Tag Archives: Unicode

String comparison in OpenInsight – Part 3 – Linguistic Mode

Using Linguistic Mode

In order to utilize this API without impacting current systems we have introduced a new “mode” into OpenInsight that allows you to determine exactly when you wish to enable linguistic support. This mode comprises three elements:

Mode ID – this is the mode itself, which can be one of the following values:
- (0) Normal, non-linguistic mode.
- (1) Linguistic mode.
Mode Flags – A set of bit-wise flags for use with the Linguistic mode.
Mode Locale – A locale identifier for use with the Linguistic mode (defaults to the current user’s locale).

It’s simply a case of setting the mode when you want it to apply to sorting and case-insensitive operations, and turning it off when you don’t.
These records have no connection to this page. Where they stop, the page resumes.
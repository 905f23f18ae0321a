//! Shared WebSocket connection helpers

use futures_util::stream::{SplitSink, SplitStream};
use futures_util::StreamExt;
use tokio_tungstenite::tungstenite::Message;
use tokio_tungstenite::{connect_async_tls_with_config, Connector, MaybeTlsStream, WebSocketStream};

use crate::adapters::errors::ExchangeError;

/// Type alias for the WebSocket stream with TLS
pub type TlsWebSocketStream = WebSocketStream<MaybeTlsStream<tokio::net::TcpStream>>;
pub type WsWriter = SplitSink<TlsWebSocketStream, Message>;
pub type WsReader = SplitStream<TlsWebSocketStream>;

/// Connect to a WebSocket endpoint with TLS (TLSv1.2 minimum)
///
/// `ws://` URLs connect in plain mode; the TLS connector is only used for `wss://`.
pub async fn connect_tls(url: &str) -> Result<TlsWebSocketStream, ExchangeError> {
    let tls = native_tls::TlsConnector::builder()
        .min_protocol_version(Some(native_tls::Protocol::Tlsv12))
        .build()
        .map_err(|e| ExchangeError::ConnectionFailed(format!("TLS error: {}", e)))?;

    let (ws_stream, _response) =
        connect_async_tls_with_config(url, None, false, Some(Connector::NativeTls(tls)))
            .await
            .map_err(|e| ExchangeError::WebSocket(Box::new(e)))?;

    Ok(ws_stream)
}

/// Connect and split into writer/reader halves
pub async fn connect_split(url: &str) -> Result<(WsWriter, WsReader), ExchangeError> {
    let stream = connect_tls(url).await?;
    Ok(stream.split())
}
//! Nado venue constants
//!
//! Endpoints, request types, stream names and the rate-limit table. The
//! rate limits are descriptive only; nothing in the crate throttles on them.

use std::time::Duration;

use rust_decimal::Decimal;

use crate::adapters::types::OrderState;

pub const EXCHANGE_NAME: &str = "nado";
pub const DEFAULT_DOMAIN: &str = "nado";
pub const TESTNET_DOMAIN: &str = "nado_testnet";

/// Digests are 32 bytes hex with prefix
pub const MAX_ORDER_ID_LEN: usize = 66;
pub const HEARTBEAT_TIME_INTERVAL: Duration = Duration::from_secs(30);
pub const ORDER_BOOK_DEPTH: u32 = 100;
pub const VERSION: &str = "0.0.1";
pub const EIP712_DOMAIN_NAME: &str = "Nado";
pub const QUOTE: &str = "USDT0";
pub const HBOT_BROKER_ID: &str = "";

/// Subaccount name "default" as 12 bytes of hex
pub const DEFAULT_SUBACCOUNT_HEX: &str = "64656661756c740000000000";

// =============================================================================
// Domain-dependent endpoints
// =============================================================================

/// Static description of one Nado deployment
#[derive(Debug, Clone, Copy, PartialEq, Eq)]
pub struct NadoDomain {
    pub name: &'static str,
    pub connector_name: &'static str,
    pub rest_url: &'static str,
    pub ws_url: &'static str,
    pub ws_subscribe_url: &'static str,
    pub archive_url: &'static str,
    pub endpoint_contract: &'static str,
    pub chain_id: u64,
}

pub const MAINNET: NadoDomain = NadoDomain {
    name: DEFAULT_DOMAIN,
    connector_name: "nado_perpetual",
    rest_url: "https://gateway.prod.nado.xyz/v1",
    ws_url: "wss://gateway.prod.nado.xyz/v1/ws",
    ws_subscribe_url: "wss://gateway.prod.nado.xyz/v1/subscribe",
    archive_url: "https://archive.prod.nado.xyz/v1",
    endpoint_contract: "0x05ec92d78ed421f3d3ada77ffde167106565974e",
    chain_id: 57073,
};

pub const TESTNET: NadoDomain = NadoDomain {
    name: TESTNET_DOMAIN,
    connector_name: "nado_perpetual_testnet",
    rest_url: "https://gateway.test.nado.xyz/v1",
    ws_url: "wss://gateway.test.nado.xyz/v1/ws",
    ws_subscribe_url: "wss://gateway.test.nado.xyz/v1/subscribe",
    archive_url: "https://archive.test.nado.xyz/v1",
    endpoint_contract: "0x698d87105274292b5673367dec81874ce3633ac2",
    chain_id: 763373,
};

pub fn domain(testnet: bool) -> NadoDomain {
    if testnet {
        TESTNET
    } else {
        MAINNET
    }
}

// =============================================================================
// REST paths, execute methods and query types
// =============================================================================

pub const POST_PATH_URL: &str = "/execute";
pub const QUERY_PATH_URL: &str = "/query";
pub const INDEXER_PATH_URL: &str = "/indexer";
pub const SYMBOLS_PATH_URL: &str = "/symbols";

pub const PLACE_ORDER_METHOD: &str = "place_order";
pub const PLACE_ORDER_METHOD_NO_LEVERAGE: &str = "place_order_no_leverage";
pub const CANCEL_ORDERS_METHOD: &str = "cancel_orders";
pub const CANCEL_ALL_METHOD: &str = "cancel_product_orders";

pub const STATUS_REQUEST_TYPE: &str = "status";
pub const ORDER_REQUEST_TYPE: &str = "order";
pub const SUBACCOUNT_INFO_REQUEST_TYPE: &str = "subaccount_info";
pub const MARKET_LIQUIDITY_REQUEST_TYPE: &str = "market_liquidity";
pub const ALL_PRODUCTS_REQUEST_TYPE: &str = "all_products";
pub const MARKET_PRICE_REQUEST_TYPE: &str = "market_price";
pub const FEE_RATES_REQUEST_TYPE: &str = "fee_rates";
pub const CONTRACTS_REQUEST_TYPE: &str = "contracts";
pub const SUBACCOUNT_ORDERS_REQUEST_TYPE: &str = "subaccount_orders";
pub const MAX_WITHDRAWABLE_REQUEST_TYPE: &str = "max_withdrawable";

// =============================================================================
// WebSocket streams
// =============================================================================

pub const WS_SUBSCRIBE_METHOD: &str = "subscribe";
pub const TOB_TOPIC_EVENT_TYPE: &str = "best_bid_offer";
pub const POSITION_CHANGE_EVENT_TYPE: &str = "position_change";
pub const SNAPSHOT_EVENT_TYPE: &str = "market_liquidity";
pub const TRADE_EVENT_TYPE: &str = "trade";
pub const DIFF_EVENT_TYPE: &str = "book_depth";
pub const FILL_EVENT_TYPE: &str = "fill";
pub const FUNDING_RATE_EVENT_TYPE: &str = "funding_rate";

// =============================================================================
// Orders
// =============================================================================

pub const SIDE_BUY: &str = "BUY";
pub const SIDE_SELL: &str = "SELL";

pub const TIME_IN_FORCE_GTC: &str = "GTC";
pub const TIME_IN_FORCE_IOC: &str = "IOC";
pub const TIME_IN_FORCE_FOK: &str = "FOK";
pub const TIME_IN_FORCE_POSTONLY: &str = "POSTONLY";

/// Appendix encoding of a time-in-force name; unknown names encode as GTC
pub fn time_in_force_code(tif: &str) -> u128 {
    match tif {
        TIME_IN_FORCE_GTC => 0,
        TIME_IN_FORCE_IOC => 1,
        TIME_IN_FORCE_FOK => 2,
        TIME_IN_FORCE_POSTONLY => 3,
        _ => 0,
    }
}

pub fn order_state(status: &str) -> Option<OrderState> {
    match status {
        "PendingNew" => Some(OrderState::PendingCreate),
        "New" => Some(OrderState::Open),
        "Filled" => Some(OrderState::Filled),
        "PartiallyFilled" => Some(OrderState::PartiallyFilled),
        "Canceled" => Some(OrderState::Canceled),
        "Rejected" => Some(OrderState::Failed),
        _ => None,
    }
}

/// Cancel rejected because the sequencer has no such order
pub const ORDER_NOT_FOUND_ERROR_CODE: i64 = 2020;

// =============================================================================
// Fees
// =============================================================================

pub fn default_maker_fee() -> Decimal {
    Decimal::ZERO
}

pub fn default_taker_fee() -> Decimal {
    Decimal::new(2, 4)
}

// =============================================================================
// Rate limits
// =============================================================================

pub const ALL_ENDPOINTS_LIMIT: &str = "All";

/// One rate-limit bucket; `linked` names the pool the call also counts against
#[derive(Debug, Clone, Copy, PartialEq, Eq)]
pub struct RateLimit {
    pub limit_id: &'static str,
    pub limit: u32,
    pub interval_secs: u32,
    pub weight: u32,
    pub linked: Option<&'static str>,
}

const fn linked(limit_id: &'static str, limit: u32, interval_secs: u32, weight: u32) -> RateLimit {
    RateLimit {
        limit_id,
        limit,
        interval_secs,
        weight,
        linked: Some(ALL_ENDPOINTS_LIMIT),
    }
}

pub const RATE_LIMITS: &[RateLimit] = &[
    RateLimit {
        limit_id: ALL_ENDPOINTS_LIMIT,
        limit: 600,
        interval_secs: 10,
        weight: 1,
        linked: None,
    },
    linked(INDEXER_PATH_URL, 60, 1, 1),
    linked(STATUS_REQUEST_TYPE, 60, 1, 1),
    linked(ORDER_REQUEST_TYPE, 60, 1, 1),
    linked(SUBACCOUNT_INFO_REQUEST_TYPE, 60, 10, 10),
    linked(MARKET_LIQUIDITY_REQUEST_TYPE, 60, 1, 1),
    linked(ALL_PRODUCTS_REQUEST_TYPE, 12, 1, 5),
    linked(MARKET_PRICE_REQUEST_TYPE, 60, 1, 1),
    linked(FEE_RATES_REQUEST_TYPE, 30, 1, 2),
    linked(CONTRACTS_REQUEST_TYPE, 60, 1, 1),
    linked(SUBACCOUNT_ORDERS_REQUEST_TYPE, 30, 1, 2),
    linked(MAX_WITHDRAWABLE_REQUEST_TYPE, 120, 10, 5),
    linked(PLACE_ORDER_METHOD, 10, 1, 1),
    linked(PLACE_ORDER_METHOD_NO_LEVERAGE, 5, 10, 1),
    linked(CANCEL_ORDERS_METHOD, 600, 1, 1),
    linked(CANCEL_ALL_METHOD, 2, 1, 1),
];

pub fn rate_limit(limit_id: &str) -> Option<&'static RateLimit> {
    RATE_LIMITS.iter().find(|r| r.limit_id == limit_id)
}

// =============================================================================
// Gateway error codes
// =============================================================================

pub fn error_name(code: i64) -> Option<&'static str> {
    match code {
        1000 => Some("RateLimit"),
        1001 => Some("BlacklistedAddress"),
        1002 => Some("BlockedLocation"),
        1003 => Some("BlockedSubdivision"),
        _ => None,
    }
}

#[cfg(test)]
mod tests {
    use super::*;

    #[test]
    fn test_domains() {
        assert_eq!(domain(false).chain_id, 57073);
        assert_eq!(domain(true).chain_id, 763373);
        assert_eq!(domain(true).connector_name, "nado_perpetual_testnet");
        assert!(MAINNET.ws_subscribe_url.ends_with("/v1/subscribe"));
    }

    #[test]
    fn test_rate_limit_table() {
        let sub = rate_limit(SUBACCOUNT_INFO_REQUEST_TYPE).unwrap();
        assert_eq!((sub.limit, sub.interval_secs, sub.weight), (60, 10, 10));
        assert_eq!(sub.linked, Some(ALL_ENDPOINTS_LIMIT));
        assert!(rate_limit(ALL_ENDPOINTS_LIMIT).unwrap().linked.is_none());
        assert_eq!(RATE_LIMITS.len(), 16);
    }

    #[test]
    fn test_order_state_map() {
        assert_eq!(order_state("New"), Some(OrderState::Open));
        assert_eq!(order_state("Rejected"), Some(OrderState::Failed));
        assert_eq!(order_state("unknown"), None);
    }

    #[test]
    fn test_error_codes() {
        assert_eq!(error_name(1002), Some("BlockedLocation"));
        assert_eq!(error_name(2020), None);
        assert_eq!(default_taker_fee().to_string(), "0.0002");
    }
}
Just like with Extended Precision Mode you can set a default mode for your application and then adjust this at runtime as desired.

(Note that using the Linguistic mode is not affected by OpenInsight’s ANSI or UTF8 mode, as the string comparisons are processed “outside” in Windows itself.)

The following five functions are used to control the Linguistic Mode:

GetDefaultStrCmpMode – returns the default application mode settings.
SetDefaultStrCmpMode – sets the default application mode.
GetStrCmpMode – returns the current mode settings.
SetStrCmpMode – sets the current mode.
GetStrCmpStatus – returns the status of a string comparison operation.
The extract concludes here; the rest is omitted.